**Records from a dataset:**
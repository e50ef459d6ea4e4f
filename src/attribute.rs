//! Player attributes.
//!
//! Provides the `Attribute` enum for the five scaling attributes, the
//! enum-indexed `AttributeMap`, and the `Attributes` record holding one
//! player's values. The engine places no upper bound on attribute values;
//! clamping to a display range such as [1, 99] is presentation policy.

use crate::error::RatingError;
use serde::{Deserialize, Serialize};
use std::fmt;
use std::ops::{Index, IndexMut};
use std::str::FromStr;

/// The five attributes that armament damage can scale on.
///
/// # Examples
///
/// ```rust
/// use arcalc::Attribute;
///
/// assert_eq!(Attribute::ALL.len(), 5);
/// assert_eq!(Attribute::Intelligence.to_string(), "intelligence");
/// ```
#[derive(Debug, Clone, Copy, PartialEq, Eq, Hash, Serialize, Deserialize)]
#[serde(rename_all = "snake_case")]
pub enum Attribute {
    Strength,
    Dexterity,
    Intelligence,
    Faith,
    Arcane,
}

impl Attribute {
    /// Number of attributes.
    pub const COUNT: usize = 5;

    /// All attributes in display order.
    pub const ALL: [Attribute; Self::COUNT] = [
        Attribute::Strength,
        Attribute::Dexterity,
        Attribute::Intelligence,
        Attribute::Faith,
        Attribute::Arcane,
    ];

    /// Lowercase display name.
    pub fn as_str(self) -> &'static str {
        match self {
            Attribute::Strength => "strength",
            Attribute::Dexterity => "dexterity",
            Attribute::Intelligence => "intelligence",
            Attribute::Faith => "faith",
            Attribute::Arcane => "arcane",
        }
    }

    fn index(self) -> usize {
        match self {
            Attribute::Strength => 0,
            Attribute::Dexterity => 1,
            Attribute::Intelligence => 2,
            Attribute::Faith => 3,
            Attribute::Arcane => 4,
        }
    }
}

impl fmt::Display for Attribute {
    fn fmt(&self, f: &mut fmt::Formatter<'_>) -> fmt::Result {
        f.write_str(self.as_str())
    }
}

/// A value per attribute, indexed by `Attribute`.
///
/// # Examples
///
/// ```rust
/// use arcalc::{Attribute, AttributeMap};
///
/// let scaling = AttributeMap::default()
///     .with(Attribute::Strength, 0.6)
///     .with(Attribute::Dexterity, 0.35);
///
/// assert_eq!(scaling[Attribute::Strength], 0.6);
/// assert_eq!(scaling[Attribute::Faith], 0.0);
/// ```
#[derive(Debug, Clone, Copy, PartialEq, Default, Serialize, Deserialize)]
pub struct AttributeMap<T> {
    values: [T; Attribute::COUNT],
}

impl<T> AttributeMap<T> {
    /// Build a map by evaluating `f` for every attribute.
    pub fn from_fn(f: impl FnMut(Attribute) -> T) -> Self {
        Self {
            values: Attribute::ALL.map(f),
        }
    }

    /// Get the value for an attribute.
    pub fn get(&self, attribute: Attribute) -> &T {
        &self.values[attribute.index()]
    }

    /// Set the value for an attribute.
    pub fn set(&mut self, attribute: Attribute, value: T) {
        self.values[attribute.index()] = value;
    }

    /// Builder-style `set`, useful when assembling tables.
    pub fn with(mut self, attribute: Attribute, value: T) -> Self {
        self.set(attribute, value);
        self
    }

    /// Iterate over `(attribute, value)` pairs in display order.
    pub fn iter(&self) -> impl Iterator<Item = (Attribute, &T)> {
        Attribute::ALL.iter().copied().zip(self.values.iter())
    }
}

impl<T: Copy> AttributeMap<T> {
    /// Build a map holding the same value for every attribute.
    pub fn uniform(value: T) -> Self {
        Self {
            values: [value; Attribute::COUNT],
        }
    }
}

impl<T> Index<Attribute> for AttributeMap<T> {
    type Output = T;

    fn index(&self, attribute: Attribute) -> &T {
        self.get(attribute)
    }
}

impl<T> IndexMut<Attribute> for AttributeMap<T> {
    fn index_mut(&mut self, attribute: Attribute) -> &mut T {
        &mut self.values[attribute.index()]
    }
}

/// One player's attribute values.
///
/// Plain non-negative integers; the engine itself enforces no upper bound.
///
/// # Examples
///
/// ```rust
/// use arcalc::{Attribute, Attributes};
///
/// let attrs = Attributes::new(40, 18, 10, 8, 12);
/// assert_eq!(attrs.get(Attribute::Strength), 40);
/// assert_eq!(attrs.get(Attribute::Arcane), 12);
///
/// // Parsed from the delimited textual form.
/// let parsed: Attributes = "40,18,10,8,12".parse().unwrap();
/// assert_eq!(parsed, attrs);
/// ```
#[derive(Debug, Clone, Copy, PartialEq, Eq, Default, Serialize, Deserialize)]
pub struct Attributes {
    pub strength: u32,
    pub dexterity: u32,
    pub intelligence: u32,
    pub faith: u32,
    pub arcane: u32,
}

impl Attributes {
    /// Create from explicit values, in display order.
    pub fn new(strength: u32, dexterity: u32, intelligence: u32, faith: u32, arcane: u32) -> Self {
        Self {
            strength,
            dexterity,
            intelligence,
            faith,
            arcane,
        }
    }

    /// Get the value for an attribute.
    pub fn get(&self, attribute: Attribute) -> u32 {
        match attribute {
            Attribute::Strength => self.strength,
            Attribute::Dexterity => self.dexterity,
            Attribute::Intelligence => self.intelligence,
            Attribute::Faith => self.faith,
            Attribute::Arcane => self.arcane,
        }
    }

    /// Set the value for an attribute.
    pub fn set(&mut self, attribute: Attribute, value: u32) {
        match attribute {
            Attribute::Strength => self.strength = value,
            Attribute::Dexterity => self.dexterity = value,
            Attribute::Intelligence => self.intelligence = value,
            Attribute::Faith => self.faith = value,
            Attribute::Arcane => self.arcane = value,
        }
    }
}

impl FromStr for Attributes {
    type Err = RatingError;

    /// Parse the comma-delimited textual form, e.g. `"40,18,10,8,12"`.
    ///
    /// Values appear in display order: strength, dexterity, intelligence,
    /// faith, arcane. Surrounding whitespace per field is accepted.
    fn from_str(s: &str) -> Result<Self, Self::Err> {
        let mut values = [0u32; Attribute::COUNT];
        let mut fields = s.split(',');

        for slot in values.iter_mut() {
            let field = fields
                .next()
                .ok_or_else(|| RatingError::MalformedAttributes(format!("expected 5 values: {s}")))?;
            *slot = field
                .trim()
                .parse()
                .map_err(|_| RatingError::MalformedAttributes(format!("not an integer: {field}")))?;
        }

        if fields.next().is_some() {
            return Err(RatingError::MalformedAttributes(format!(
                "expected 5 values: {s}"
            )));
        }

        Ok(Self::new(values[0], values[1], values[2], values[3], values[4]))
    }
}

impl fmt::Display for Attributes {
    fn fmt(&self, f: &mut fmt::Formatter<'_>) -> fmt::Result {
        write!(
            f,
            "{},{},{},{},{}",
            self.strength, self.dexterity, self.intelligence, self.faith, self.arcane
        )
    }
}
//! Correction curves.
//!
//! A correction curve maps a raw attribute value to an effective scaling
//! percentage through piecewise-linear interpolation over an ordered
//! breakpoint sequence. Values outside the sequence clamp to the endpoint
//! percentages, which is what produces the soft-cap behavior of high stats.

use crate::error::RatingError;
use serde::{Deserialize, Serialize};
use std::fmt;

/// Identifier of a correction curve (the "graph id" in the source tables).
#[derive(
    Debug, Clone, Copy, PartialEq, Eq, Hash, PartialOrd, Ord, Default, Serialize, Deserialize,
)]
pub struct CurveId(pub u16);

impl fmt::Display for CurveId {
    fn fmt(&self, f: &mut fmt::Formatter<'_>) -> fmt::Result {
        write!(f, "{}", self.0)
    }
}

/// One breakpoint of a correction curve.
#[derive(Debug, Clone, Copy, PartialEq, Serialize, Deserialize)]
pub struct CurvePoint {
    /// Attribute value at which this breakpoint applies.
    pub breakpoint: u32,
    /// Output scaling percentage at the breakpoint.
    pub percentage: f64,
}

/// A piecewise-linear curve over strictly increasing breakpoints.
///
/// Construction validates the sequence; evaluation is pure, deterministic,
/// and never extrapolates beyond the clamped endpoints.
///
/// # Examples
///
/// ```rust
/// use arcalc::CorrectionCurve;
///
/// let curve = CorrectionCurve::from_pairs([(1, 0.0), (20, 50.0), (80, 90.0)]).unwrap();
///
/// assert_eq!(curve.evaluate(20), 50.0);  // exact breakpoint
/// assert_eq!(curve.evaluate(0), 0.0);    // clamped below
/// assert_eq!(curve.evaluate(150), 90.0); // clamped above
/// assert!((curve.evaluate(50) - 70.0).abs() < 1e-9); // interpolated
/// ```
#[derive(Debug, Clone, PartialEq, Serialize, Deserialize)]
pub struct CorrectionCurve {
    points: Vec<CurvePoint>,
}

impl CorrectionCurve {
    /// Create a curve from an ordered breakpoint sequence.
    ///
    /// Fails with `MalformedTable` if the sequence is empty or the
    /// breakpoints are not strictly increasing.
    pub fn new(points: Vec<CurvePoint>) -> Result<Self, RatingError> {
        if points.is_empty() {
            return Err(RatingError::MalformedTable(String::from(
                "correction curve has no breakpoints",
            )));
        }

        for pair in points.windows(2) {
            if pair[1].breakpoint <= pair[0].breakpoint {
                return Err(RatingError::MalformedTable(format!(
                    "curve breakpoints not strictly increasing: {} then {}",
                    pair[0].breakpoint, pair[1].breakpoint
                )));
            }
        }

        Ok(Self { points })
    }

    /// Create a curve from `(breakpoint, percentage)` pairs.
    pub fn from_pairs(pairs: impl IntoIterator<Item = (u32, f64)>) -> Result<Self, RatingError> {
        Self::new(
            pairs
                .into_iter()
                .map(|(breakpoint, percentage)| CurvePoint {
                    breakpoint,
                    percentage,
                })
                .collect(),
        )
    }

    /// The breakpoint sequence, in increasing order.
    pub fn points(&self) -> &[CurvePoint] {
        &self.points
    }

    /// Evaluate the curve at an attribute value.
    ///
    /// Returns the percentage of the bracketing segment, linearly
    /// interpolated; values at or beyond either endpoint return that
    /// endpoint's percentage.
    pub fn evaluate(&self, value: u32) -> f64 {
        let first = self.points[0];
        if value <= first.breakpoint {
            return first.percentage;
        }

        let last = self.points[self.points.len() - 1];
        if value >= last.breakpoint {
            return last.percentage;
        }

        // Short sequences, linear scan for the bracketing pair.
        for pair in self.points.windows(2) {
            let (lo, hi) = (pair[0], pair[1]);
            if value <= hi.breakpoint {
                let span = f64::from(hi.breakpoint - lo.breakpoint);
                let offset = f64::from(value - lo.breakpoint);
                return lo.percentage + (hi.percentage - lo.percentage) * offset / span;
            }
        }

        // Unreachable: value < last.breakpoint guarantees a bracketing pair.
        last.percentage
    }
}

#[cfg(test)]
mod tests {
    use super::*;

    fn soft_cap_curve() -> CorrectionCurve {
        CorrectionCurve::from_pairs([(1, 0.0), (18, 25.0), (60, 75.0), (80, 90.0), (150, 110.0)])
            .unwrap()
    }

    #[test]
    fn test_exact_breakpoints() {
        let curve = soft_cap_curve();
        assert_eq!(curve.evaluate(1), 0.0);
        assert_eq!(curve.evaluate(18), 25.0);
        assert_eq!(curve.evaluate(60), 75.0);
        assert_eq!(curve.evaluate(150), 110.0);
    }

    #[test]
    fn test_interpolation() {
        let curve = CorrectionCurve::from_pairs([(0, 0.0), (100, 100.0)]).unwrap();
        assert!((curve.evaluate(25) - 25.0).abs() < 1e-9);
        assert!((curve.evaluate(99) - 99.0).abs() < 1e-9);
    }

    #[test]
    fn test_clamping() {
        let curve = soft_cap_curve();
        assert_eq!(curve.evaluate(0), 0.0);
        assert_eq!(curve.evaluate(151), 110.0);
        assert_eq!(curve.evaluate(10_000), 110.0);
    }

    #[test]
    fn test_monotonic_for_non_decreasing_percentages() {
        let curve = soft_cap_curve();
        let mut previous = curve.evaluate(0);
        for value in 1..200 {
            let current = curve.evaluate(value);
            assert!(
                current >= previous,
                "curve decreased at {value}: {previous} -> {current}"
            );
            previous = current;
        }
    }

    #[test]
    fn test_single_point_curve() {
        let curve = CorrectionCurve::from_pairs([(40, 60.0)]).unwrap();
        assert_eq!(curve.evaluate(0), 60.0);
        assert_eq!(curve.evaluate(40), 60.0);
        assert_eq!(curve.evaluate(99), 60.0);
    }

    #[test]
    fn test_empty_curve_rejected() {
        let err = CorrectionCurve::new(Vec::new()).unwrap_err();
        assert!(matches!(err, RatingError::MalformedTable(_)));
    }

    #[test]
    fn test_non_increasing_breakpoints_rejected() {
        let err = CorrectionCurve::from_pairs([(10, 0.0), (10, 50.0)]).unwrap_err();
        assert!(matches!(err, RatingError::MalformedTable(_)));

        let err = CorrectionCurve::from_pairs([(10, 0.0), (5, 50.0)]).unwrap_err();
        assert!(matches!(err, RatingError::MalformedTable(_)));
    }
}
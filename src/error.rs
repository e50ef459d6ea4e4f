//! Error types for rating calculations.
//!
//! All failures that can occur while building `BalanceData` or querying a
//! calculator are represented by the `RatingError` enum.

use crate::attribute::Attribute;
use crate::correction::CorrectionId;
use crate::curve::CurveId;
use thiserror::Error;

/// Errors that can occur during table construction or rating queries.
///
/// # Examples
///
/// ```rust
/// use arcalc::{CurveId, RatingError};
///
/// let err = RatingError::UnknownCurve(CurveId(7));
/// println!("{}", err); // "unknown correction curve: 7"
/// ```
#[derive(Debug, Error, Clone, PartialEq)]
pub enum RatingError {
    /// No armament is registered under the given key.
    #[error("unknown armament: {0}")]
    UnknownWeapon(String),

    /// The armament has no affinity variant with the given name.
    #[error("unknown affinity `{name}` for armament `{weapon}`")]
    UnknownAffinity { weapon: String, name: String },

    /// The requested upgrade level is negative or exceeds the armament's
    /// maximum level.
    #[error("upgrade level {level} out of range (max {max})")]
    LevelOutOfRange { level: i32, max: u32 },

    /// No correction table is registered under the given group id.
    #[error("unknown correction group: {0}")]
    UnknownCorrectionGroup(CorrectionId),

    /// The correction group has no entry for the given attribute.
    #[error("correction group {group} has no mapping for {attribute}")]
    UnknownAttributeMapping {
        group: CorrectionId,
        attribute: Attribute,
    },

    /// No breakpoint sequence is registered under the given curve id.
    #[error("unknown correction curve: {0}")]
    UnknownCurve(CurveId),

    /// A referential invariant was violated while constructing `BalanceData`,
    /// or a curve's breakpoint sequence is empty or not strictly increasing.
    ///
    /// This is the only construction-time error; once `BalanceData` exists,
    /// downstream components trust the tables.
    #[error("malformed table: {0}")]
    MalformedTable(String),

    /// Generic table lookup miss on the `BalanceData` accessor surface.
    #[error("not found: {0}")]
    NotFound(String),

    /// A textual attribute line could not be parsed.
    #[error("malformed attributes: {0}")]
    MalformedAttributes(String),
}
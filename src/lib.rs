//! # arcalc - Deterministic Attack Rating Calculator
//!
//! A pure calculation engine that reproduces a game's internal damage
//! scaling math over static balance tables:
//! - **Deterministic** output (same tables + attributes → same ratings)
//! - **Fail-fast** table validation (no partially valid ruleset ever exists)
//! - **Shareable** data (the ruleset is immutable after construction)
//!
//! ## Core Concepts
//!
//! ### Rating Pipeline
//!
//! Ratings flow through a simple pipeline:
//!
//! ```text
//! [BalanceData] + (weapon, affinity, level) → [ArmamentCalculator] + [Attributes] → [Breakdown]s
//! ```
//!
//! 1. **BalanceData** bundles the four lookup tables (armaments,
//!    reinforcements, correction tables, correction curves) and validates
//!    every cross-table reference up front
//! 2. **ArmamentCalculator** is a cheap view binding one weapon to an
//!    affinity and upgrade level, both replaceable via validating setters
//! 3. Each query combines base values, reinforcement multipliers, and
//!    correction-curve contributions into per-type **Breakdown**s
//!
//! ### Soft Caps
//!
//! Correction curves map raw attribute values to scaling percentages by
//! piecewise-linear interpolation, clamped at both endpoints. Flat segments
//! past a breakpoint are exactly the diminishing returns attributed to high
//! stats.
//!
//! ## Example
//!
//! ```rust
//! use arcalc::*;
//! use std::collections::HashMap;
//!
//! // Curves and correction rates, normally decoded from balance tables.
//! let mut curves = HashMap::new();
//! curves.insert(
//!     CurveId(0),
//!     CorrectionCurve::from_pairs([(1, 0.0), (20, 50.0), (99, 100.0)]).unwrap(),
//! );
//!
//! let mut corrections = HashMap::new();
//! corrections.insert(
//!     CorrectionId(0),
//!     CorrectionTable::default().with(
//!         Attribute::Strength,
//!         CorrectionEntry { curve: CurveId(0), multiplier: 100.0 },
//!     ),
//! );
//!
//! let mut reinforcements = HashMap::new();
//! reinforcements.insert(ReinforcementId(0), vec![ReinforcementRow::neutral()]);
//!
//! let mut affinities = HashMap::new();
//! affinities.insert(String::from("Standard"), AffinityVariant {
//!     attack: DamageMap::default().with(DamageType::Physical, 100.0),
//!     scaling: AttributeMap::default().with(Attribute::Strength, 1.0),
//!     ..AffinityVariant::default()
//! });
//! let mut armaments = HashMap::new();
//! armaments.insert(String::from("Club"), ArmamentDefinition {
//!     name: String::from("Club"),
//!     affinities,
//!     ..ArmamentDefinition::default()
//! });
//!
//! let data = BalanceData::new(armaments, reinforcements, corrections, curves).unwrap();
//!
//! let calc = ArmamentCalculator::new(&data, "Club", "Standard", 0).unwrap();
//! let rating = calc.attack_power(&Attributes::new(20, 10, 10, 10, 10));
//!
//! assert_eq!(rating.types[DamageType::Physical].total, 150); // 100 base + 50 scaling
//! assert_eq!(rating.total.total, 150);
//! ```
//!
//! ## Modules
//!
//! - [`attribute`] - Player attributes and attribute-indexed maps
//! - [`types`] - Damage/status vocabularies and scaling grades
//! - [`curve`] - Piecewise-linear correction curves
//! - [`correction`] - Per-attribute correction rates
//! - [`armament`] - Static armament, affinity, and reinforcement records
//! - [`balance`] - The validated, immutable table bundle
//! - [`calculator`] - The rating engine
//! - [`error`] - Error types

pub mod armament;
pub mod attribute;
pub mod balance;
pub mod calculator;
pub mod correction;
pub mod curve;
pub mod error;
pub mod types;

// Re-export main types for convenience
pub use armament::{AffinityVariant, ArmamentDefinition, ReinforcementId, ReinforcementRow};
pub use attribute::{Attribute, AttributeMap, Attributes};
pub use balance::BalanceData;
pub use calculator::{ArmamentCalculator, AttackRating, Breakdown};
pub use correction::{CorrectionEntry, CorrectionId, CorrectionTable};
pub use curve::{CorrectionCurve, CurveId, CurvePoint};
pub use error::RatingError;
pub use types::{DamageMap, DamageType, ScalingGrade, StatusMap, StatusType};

**TASK DESCRIPTION:** Quote the data above from the line containing "has no mapping" to the line containing "weapon to an", inclusive, and stop.

**WRITTEN RESPONSE:**
    #[error("correction group {group} has no mapping for {attribute}")]
    UnknownAttributeMapping {
        group: CorrectionId,
        attribute: Attribute,
    },

    /// No breakpoint sequence is registered under the given curve id.
    #[error("unknown correction curve: {0}")]
    UnknownCurve(CurveId),

    /// A referential invariant was violated while constructing `BalanceData`,
    /// or a curve's breakpoint sequence is empty or not strictly increasing.
    ///
    /// This is the only construction-time error; once `BalanceData` exists,
    /// downstream components trust the tables.
    #[error("malformed table: {0}")]
    MalformedTable(String),

    /// Generic table lookup miss on the `BalanceData` accessor surface.
    #[error("not found: {0}")]
    NotFound(String),

    /// A textual attribute line could not be parsed.
    #[error("malformed attributes: {0}")]
    MalformedAttributes(String),
}
filename src/lib.rs
//! # arcalc - Deterministic Attack Rating Calculator
//!
//! A pure calculation engine that reproduces a game's internal damage
//! scaling math over static balance tables:
//! - **Deterministic** output (same tables + attributes → same ratings)
//! - **Fail-fast** table validation (no partially valid ruleset ever exists)
//! - **Shareable** data (the ruleset is immutable after construction)
//!
//! ## Core Concepts
//!
//! ### Rating Pipeline
//!
//! Ratings flow through a simple pipeline:
//!
//! ```text
//! [BalanceData] + (weapon, affinity, level) → [ArmamentCalculator] + [Attributes] → [Breakdown]s
//! ```
//!
//! 1. **BalanceData** bundles the four lookup tables (armaments,
//!    reinforcements, correction tables, correction curves) and validates
//!    every cross-table reference up front
//! 2. **ArmamentCalculator** is a cheap view binding one weapon to an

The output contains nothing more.